Health Canada also intends to expand the clinical trials framework to include studies of food for special dietary purposes (e.g., infant formula). Currently, it is not possible to conduct clinical trials with these foods in Canada.

Advanced Therapeutic Products

The Discussion Paper indicates that most products will continue to be regulated via one of the existing pathways, rather than as ATPs. The new ATP pathway is being created for exceptional circumstances where drugs or devices are “so novel, complex, and distinct that current regulations are not equipped to handle them” (e.g., gene editing).

Health Canada envisions a flexible pathway with a “concierge service” that provides a flexible, risk-based way to authorize products while protecting the health and safety of Canadians. Under the new pathway, Health Canada will consult with stakeholders and consider:

  • The risks and benefits associated with the product, and steps available to adequately manage and control these risks.
  • The extent to which the product is different from already approved drugs or devices.
  • The extent to which there are other appropriate controls in place, e.g., through provincial and territorial legislation.

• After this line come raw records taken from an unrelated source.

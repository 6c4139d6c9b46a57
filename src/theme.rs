use serde::{Deserialize, Serialize};
use std::collections::HashMap;
use std::path::PathBuf;
use std::sync::Mutex;
use tracing::warn;

/// Preference key the theme choice is stored under.
pub const THEME_KEY: &str = "theme";

#[derive(Copy, Clone, Debug, PartialEq, Eq, Deserialize, Serialize)]
#[serde(rename_all = "lowercase")]
pub enum ThemeMode {
    Light,
    Dark,
}

impl ThemeMode {
    pub fn as_str(self) -> &'static str {
        match self {
            ThemeMode::Light => "light",
            ThemeMode::Dark => "dark",
        }
    }

    fn from_stored(value: &str) -> Self {
        if value == "dark" {
            ThemeMode::Dark
        } else {
            ThemeMode::Light
        }
    }
}

/// Small key-value store behind the theme (and any future) preference.
/// Shells pick the implementation at composition time: file-backed on
/// native, bridged to the browser's storage on web, in-memory in tests.
/// Storage trouble is never fatal; it only costs the persisted preference.
pub trait Preferences: Send + Sync {
    fn get(&self, key: &str) -> Option<String>;
    fn set(&self, key: &str, value: &str);
}

#[derive(Default)]
pub struct MemoryPrefs {
    values: Mutex<HashMap<String, String>>,
}

impl Preferences for MemoryPrefs {
    fn get(&self, key: &str) -> Option<String> {
        self.values.lock().expect("prefs lock").get(key).cloned()
    }

    fn set(&self, key: &str, value: &str) {
        self.values
            .lock()
            .expect("prefs lock")
            .insert(key.to_string(), value.to_string());
    }
}

/// One small JSON file of string pairs.
pub struct FilePrefs {
    path: PathBuf,
}

impl FilePrefs {
    pub fn new(path: PathBuf) -> Self {
        FilePrefs { path }
    }

    fn read_all(&self) -> HashMap<String, String> {
        match std::fs::read_to_string(&self.path) {
            Ok(raw) => serde_json::from_str(&raw).unwrap_or_else(|err| {
                warn!("Ignoring unreadable preferences file: {err}");
                HashMap::new()
            }),
            Err(_) => HashMap::new(),
        }
    }
}

impl Preferences for FilePrefs {
    fn get(&self, key: &str) -> Option<String> {
        self.read_all().get(key).cloned()
    }

    fn set(&self, key: &str, value: &str) {
        let mut values = self.read_all();
        values.insert(key.to_string(), value.to_string());
        if let Some(dir) = self.path.parent() {
            if let Err(err) = std::fs::create_dir_all(dir) {
                warn!("Could not create preferences dir: {err}");
                return;
            }
        }
        let raw = serde_json::to_string(&values).expect("serialize prefs");
        if let Err(err) = std::fs::write(&self.path, raw) {
            warn!("Could not persist preferences: {err}");
        }
    }
}

/// Process-wide light/dark flag with a persisted preference. Owned by the
/// context object and passed down; nothing reads it ambiently.
pub struct ThemeStore {
    mode: Mutex<ThemeMode>,
    prefs: Box<dyn Preferences>,
}

impl ThemeStore {
    /// Loads the stored preference; absence writes and returns the light
    /// default, matching first-launch behavior.
    pub fn load(prefs: Box<dyn Preferences>) -> Self {
        let mode = match prefs.get(THEME_KEY) {
            Some(stored) => ThemeMode::from_stored(&stored),
            None => {
                prefs.set(THEME_KEY, ThemeMode::Light.as_str());
                ThemeMode::Light
            }
        };
        ThemeStore {
            mode: Mutex::new(mode),
            prefs,
        }
    }

    pub fn mode(&self) -> ThemeMode {
        *self.mode.lock().expect("theme lock")
    }

    pub fn is_dark(&self) -> bool {
        self.mode() == ThemeMode::Dark
    }

    /// Flips the mode and persists the choice.
    pub fn toggle(&self) -> ThemeMode {
        let mut mode = self.mode.lock().expect("theme lock");
        *mode = match *mode {
            ThemeMode::Light => ThemeMode::Dark,
            ThemeMode::Dark => ThemeMode::Light,
        };
        self.prefs.set(THEME_KEY, mode.as_str());
        *mode
    }

    /// Writes the current mode back out; part of context teardown.
    pub fn flush(&self) {
        self.prefs.set(THEME_KEY, self.mode().as_str());
    }
}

ATPs will be authorized either by (1) licence (with associated terms and conditions) or (2) an order of permission (more suitable for lower-risk products). In both instances, Health Canada would aim to ensure that the ATP meets market licensing and health technology assessment requirements.


The paper concludes by providing three questions to guide feedback:

  1. What products would you want to put forward for consideration under the ATP pathway?
  2. Can you suggest any good models of an enhanced client “concierge” service that would help companies wishing to be considered for the ATP pathway?
  3. What recommendations do you have for creating clinical trials regulations that would attract clinical trials in Canada and be an effective model in the Canadian context?